Re: During promotion, new master tries to archive same segment twice

Поиск
Список
Период
Сортировка
От David Steele
Тема Re: During promotion, new master tries to archive same segment twice
Дата
Msg-id eb694531-84db-f08f-4a45-74469163a8e3@pgmasters.net
обсуждение исходный текст
Ответ на Re: During promotion, new master tries to archive same segmenttwice  ("Phil Endecott" <spam_from_pgsql_lists@chezphil.org>)
Список pgsql-general
On 8/16/18 4:37 AM, Phil Endecott wrote:
> David Steele wrote:
>> On 8/15/18 4:25 PM, Phil Endecott wrote:
>>> - Should my archive_command detect the case where it is asked to
>>> write the same file again with the same contents, and report success
>>> in that case?
>>
>> Yes.
> 
>> There are a number of cases where the same WAL
>> segment can be pushed more than once, especially after failures where
>> Postgres is not sure that the command completed.  The archive command
>> should handle this gracefully.
> 
> Hmm, OK.  Here's what the current docs say:
> 
> Section 25.3.1:
> 
> "The archive command should generally be designed to refuse to
> overwrite any pre-existing archive file.
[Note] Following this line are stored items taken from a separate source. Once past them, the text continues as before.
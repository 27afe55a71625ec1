//! Error types for the PDF sanitizer library

use std::path::PathBuf;
use lopdf::ObjectId;
use thiserror::Error;

/// Result type alias using our Error type
pub type Result<T> = std::result::Result<T, Error>;

/// Main error type for the PDF sanitizer library
#[derive(Error, Debug)]
pub enum Error {
    /// File not found
    #[error("File not found: {}", .0.display())]
    FileNotFound(PathBuf),

    /// The input document could not be parsed
    #[error("Failed to load {}: {source}", .path.display())]
    Load {
        path: PathBuf,
        #[source]
        source: lopdf::Error,
    },

    /// The sanitized document could not be written
    #[error("Failed to save {}: {source}", .path.display())]
    Save {
        path: PathBuf,
        #[source]
        source: std::io::Error,
    },

    /// Trailer has no usable Root reference
    #[error("Document has no catalog (trailer /Root missing or not a reference)")]
    MissingCatalog,

    /// Indirect reference points at an object that is not in the document
    #[error("Unresolved reference to object {0:?}")]
    UnresolvedReference(ObjectId),

    /// Reference chain or nesting went deeper than the configured bound
    #[error("Depth limit of {limit} exceeded")]
    DepthExceeded { limit: usize },

    /// Input and output refer to the same file
    #[error("Input and output paths are the same: {}", .0.display())]
    SamePath(PathBuf),
}
//! Field records — the flat key/value layer under every message grammar
//!
//! A record is a sequence of fields, each `[key_len u8][key][value_len
//! u32 LE][value]`. Extraction is a linear, non-recursive, left-to-right
//! scan: callers name the fields they expect in the order they were
//! written. Nesting is expressed by carrying a complete encoded record as
//! a field value. Because every field is length-prefixed, values may
//! contain any byte sequence, including text that looks like a key.

use super::WireError;

/// Builds a field record in write order.
#[derive(Debug, Default)]
pub struct RecordWriter {
    buf: Vec<u8>,
}

impl RecordWriter {
    pub fn new() -> Self {
        Self { buf: Vec::new() }
    }

    /// Append one field. Keys are capped at 255 bytes by the format.
    pub fn field(&mut self, key: &str, value: &[u8]) -> Result<(), WireError> {
        if key.len() > u8::MAX as usize {
            return Err(WireError::KeyTooLong(key.len()));
        }
        self.buf.push(key.len() as u8);
        self.buf.extend_from_slice(key.as_bytes());
        self.buf
            .extend_from_slice(&(value.len() as u32).to_le_bytes());
        self.buf.extend_from_slice(value);
        Ok(())
    }

    /// Append a text field.
    pub fn field_str(&mut self, key: &str, value: &str) -> Result<(), WireError> {
        self.field(key, value.as_bytes())
    }

    /// Append an unsigned number as decimal text.
    pub fn field_u64(&mut self, key: &str, value: u64) -> Result<(), WireError> {
        self.field(key, value.to_string().as_bytes())
    }

    /// Append a signed number as decimal text.
    pub fn field_i64(&mut self, key: &str, value: i64) -> Result<(), WireError> {
        self.field(key, value.to_string().as_bytes())
    }

    /// Append a nested record as a single field.
    pub fn nested(&mut self, key: &str, inner: RecordWriter) -> Result<(), WireError> {
        self.field(key, &inner.finish())
    }

    pub fn finish(self) -> Vec<u8> {
        self.buf
    }
}

/// Consumes a field record strictly left-to-right.
#[derive(Debug, Clone)]
pub struct RecordReader<'a> {
    buf: &'a [u8],
    pos: usize,
}

impl<'a> RecordReader<'a> {
    pub fn new(buf: &'a [u8]) -> Self {
        Self { buf, pos: 0 }
    }

    /// True once every field has been consumed.
    pub fn is_empty(&self) -> bool {
        self.pos >= self.buf.len()
    }

    /// Read the next field without checking its key.
    fn next(&mut self) -> Result<(&'a str, &'a [u8]), WireError> {
        let need = |n: usize, got: usize| WireError::Truncated { need: n, got };

        if self.pos + 1 > self.buf.len() {
            return Err(need(self.pos + 1, self.buf.len()));
        }
        let key_len = self.buf[self.pos] as usize;
        let key_end = self.pos + 1 + key_len;
        if key_end + 4 > self.buf.len() {
            return Err(need(key_end + 4, self.buf.len()));
        }
        let key = std::str::from_utf8(&self.buf[self.pos + 1..key_end]).map_err(|_| {
            WireError::BadText {
                key: String::from("<key>"),
            }
        })?;

        let len_bytes: [u8; 4] = self.buf[key_end..key_end + 4]
            .try_into()
            .map_err(|_| need(key_end + 4, self.buf.len()))?;
        let value_len = u32::from_le_bytes(len_bytes) as usize;
        let value_end = key_end + 4 + value_len;
        if value_end > self.buf.len() {
            return Err(need(value_end, self.buf.len()));
        }
        let value = &self.buf[key_end + 4..value_end];

        self.pos = value_end;
        Ok((key, value))
    }

    /// Read the next field, which must carry `key`.
    pub fn field(&mut self, key: &str) -> Result<&'a [u8], WireError> {
        let (found, value) = self.next()?;
        if found != key {
            return Err(WireError::KeyMismatch {
                expected: key.to_string(),
                found: found.to_string(),
            });
        }
        Ok(value)
    }

    /// Read the next field only if it carries `key`; otherwise leave the
    /// cursor in place. Supports optional trailing fields in a grammar.
    pub fn try_field(&mut self, key: &str) -> Result<Option<&'a [u8]>, WireError> {
        if self.is_empty() {
            return Ok(None);
        }
        let saved = self.pos;
        let (found, value) = self.next()?;
        if found == key {
            Ok(Some(value))
        } else {
            self.pos = saved;
            Ok(None)
        }
    }

    pub fn field_str(&mut self, key: &str) -> Result<&'a str, WireError> {
        let value = self.field(key)?;
        std::str::from_utf8(value).map_err(|_| WireError::BadText {
            key: key.to_string(),
        })
    }

    pub fn field_u64(&mut self, key: &str) -> Result<u64, WireError> {
        let text = self.field_str(key)?;
        text.parse().map_err(|_| WireError::BadNumber {
            key: key.to_string(),
            value: text.to_string(),
        })
    }

    pub fn field_u32(&mut self, key: &str) -> Result<u32, WireError> {
        let text = self.field_str(key)?;
        text.parse().map_err(|_| WireError::BadNumber {
            key: key.to_string(),
            value: text.to_string(),
        })
    }

    pub fn field_i64(&mut self, key: &str) -> Result<i64, WireError> {
        let text = self.field_str(key)?;
        text.parse().map_err(|_| WireError::BadNumber {
            key: key.to_string(),
            value: text.to_string(),
        })
    }

    pub fn try_field_u32(&mut self, key: &str) -> Result<Option<u32>, WireError> {
        match self.try_field(key)? {
            None => Ok(None),
            Some(value) => {
                let text = std::str::from_utf8(value).map_err(|_| WireError::BadText {
                    key: key.to_string(),
                })?;
                let n = text.parse().map_err(|_| WireError::BadNumber {
                    key: key.to_string(),
                    value: text.to_string(),
                })?;
                Ok(Some(n))
            }
        }
    }

    pub fn try_field_i64(&mut self, key: &str) -> Result<Option<i64>, WireError> {
        match self.try_field(key)? {
            None => Ok(None),
            Some(value) => {
                let text = std::str::from_utf8(value).map_err(|_| WireError::BadText {
                    key: key.to_string(),
                })?;
                let n = text.parse().map_err(|_| WireError::BadNumber {
                    key: key.to_string(),
                    value: text.to_string(),
                })?;
                Ok(Some(n))
            }
        }
    }

    /// Read the next field as a nested record.
    pub fn nested(&mut self, key: &str) -> Result<RecordReader<'a>, WireError> {
        Ok(RecordReader::new(self.field(key)?))
    }
}

/// Encode an ordered field sequence into a record.
pub fn encode(fields: &[(&str, &[u8])]) -> Result<Vec<u8>, WireError> {
    let mut writer = RecordWriter::new();
    for (key, value) in fields {
        writer.field(key, value)?;
    }
    Ok(writer.finish())
}

/// Decode a record against a grammar: the ordered list of expected keys.
/// Returns the field values in grammar order; a missing or out-of-order
/// field is an error.
pub fn decode<'a>(raw: &'a [u8], grammar: &[&str]) -> Result<Vec<&'a [u8]>, WireError> {
    let mut reader = RecordReader::new(raw);
    let mut values = Vec::with_capacity(grammar.len());
    for key in grammar {
        values.push(reader.field(key)?);
    }
    Ok(values)
}

#[cfg(test)]
mod tests {
    use super::*;

    #[test]
    fn test_roundtrip_grammar() {
        let fields: &[(&str, &[u8])] = &[("c", b"8"), ("o", b"3"), ("q", b"0")];
        let raw = encode(fields).unwrap();
        let values = decode(&raw, &["c", "o", "q"]).unwrap();
        assert_eq!(values, vec![&b"8"[..], &b"3"[..], &b"0"[..]]);
    }

    #[test]
    fn test_missing_field_is_error() {
        let raw = encode(&[("c", b"8"), ("q", b"0")]).unwrap();
        let result = decode(&raw, &["c", "o", "q"]);
        assert!(matches!(result, Err(WireError::KeyMismatch { .. })));
    }

    #[test]
    fn test_value_may_contain_key_text() {
        // The source format broke when a value collided with a later
        // marker; length prefixes make the collision harmless.
        let raw = encode(&[("name", b"o:q:end"), ("o", b"3")]).unwrap();
        let values = decode(&raw, &["name", "o"]).unwrap();
        assert_eq!(values[0], b"o:q:end");
        assert_eq!(values[1], b"3");
    }

    #[test]
    fn test_truncated_buffer() {
        let raw = encode(&[("utility", b"14")]).unwrap();
        let result = decode(&raw[..raw.len() - 1], &["utility"]);
        assert!(matches!(result, Err(WireError::Truncated { .. })));
    }

    #[test]
    fn test_numeric_helpers() {
        let mut writer = RecordWriter::new();
        writer.field_u64("utility", 14).unwrap();
        writer.field_i64("rtt", -7).unwrap();
        let raw = writer.finish();

        let mut reader = RecordReader::new(&raw);
        assert_eq!(reader.field_u64("utility").unwrap(), 14);
        assert_eq!(reader.field_i64("rtt").unwrap(), -7);
        assert!(reader.is_empty());
    }

    #[test]
    fn test_bad_number() {
        let mut writer = RecordWriter::new();
        writer.field_str("c", "eight").unwrap();
        let raw = writer.finish();

        let mut reader = RecordReader::new(&raw);
        let result = reader.field_u32("c");
        assert!(matches!(result, Err(WireError::BadNumber { .. })));
    }

    #[test]
    fn test_optional_field_present_and_absent() {
        let mut writer = RecordWriter::new();
        writer.field_u64("c", 4).unwrap();
        writer.field_u64("rtt", 20).unwrap();
        let raw = writer.finish();

        let mut reader = RecordReader::new(&raw);
        assert_eq!(reader.field_u32("c").unwrap(), 4);
        // "utility" was not written; the cursor must not advance.
        assert_eq!(reader.try_field_u32("utility").unwrap(), None);
        assert_eq!(reader.try_field_i64("rtt").unwrap(), Some(20));
        assert!(reader.is_empty());
    }

    #[test]
    fn test_nested_record() {
        let mut inner = RecordWriter::new();
        inner.field_str("name", "matrix-a").unwrap();
        inner.field_u64("size", 4096).unwrap();

        let mut outer = RecordWriter::new();
        outer.field_u64("inputsize", 1).unwrap();
        outer.nested("input", inner).unwrap();
        let raw = outer.finish();

        let mut reader = RecordReader::new(&raw);
        assert_eq!(reader.field_u64("inputsize").unwrap(), 1);
        let mut input = reader.nested("input").unwrap();
        assert_eq!(input.field_str("name").unwrap(), "matrix-a");
        assert_eq!(input.field_u64("size").unwrap(), 4096);
    }

    #[test]
    fn test_key_too_long() {
        let long_key = "k".repeat(300);
        let mut writer = RecordWriter::new();
        let result = writer.field(&long_key, b"v");
        assert!(matches!(result, Err(WireError::KeyTooLong(300))));
    }

    #[test]
    fn test_empty_record() {
        let raw = encode(&[]).unwrap();
        assert!(raw.is_empty());
        let reader = RecordReader::new(&raw);
        assert!(reader.is_empty());
    }
}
This is an important
> safety feature to preserve the integrity of your archive in case
> of administrator error (such as sending the output of two
> different servers to the same archive directory).
> 
> It is advisable to test your proposed archive command to ensure
> that it indeed does not overwrite an existing file, and that it
> returns nonzero status in this case."
> 
> And section 26.2.9:
> 
> "When continuous WAL archiving is used in a standby, there
> are two different scenarios: the WAL archive can be shared
> between the primary and the standby, or the standby can
> have its own WAL archive.  When the standby has its own WAL
> archive, set archive_mode to always, and the standby will call
> the archive command for every WAL segment it receives, whether
> it's by restoring from the archive or by streaming replication.
> The shared archive can be handled similarly, but the
> archive_command must test if the file being archived exists
> already, and if the existing file has identical contents.
> This requires more care in the archive_command, as it must be
> careful to not overwrite an existing file with different contents,
> but return success if the exactly same file is archived twice.
> And all that must be done free of race conditions, if two
> servers attempt to archive the same file at the same time."
> 
> So you're saying that that's wrong, and that I must always
> handle the case when the same WAL segment is written twice.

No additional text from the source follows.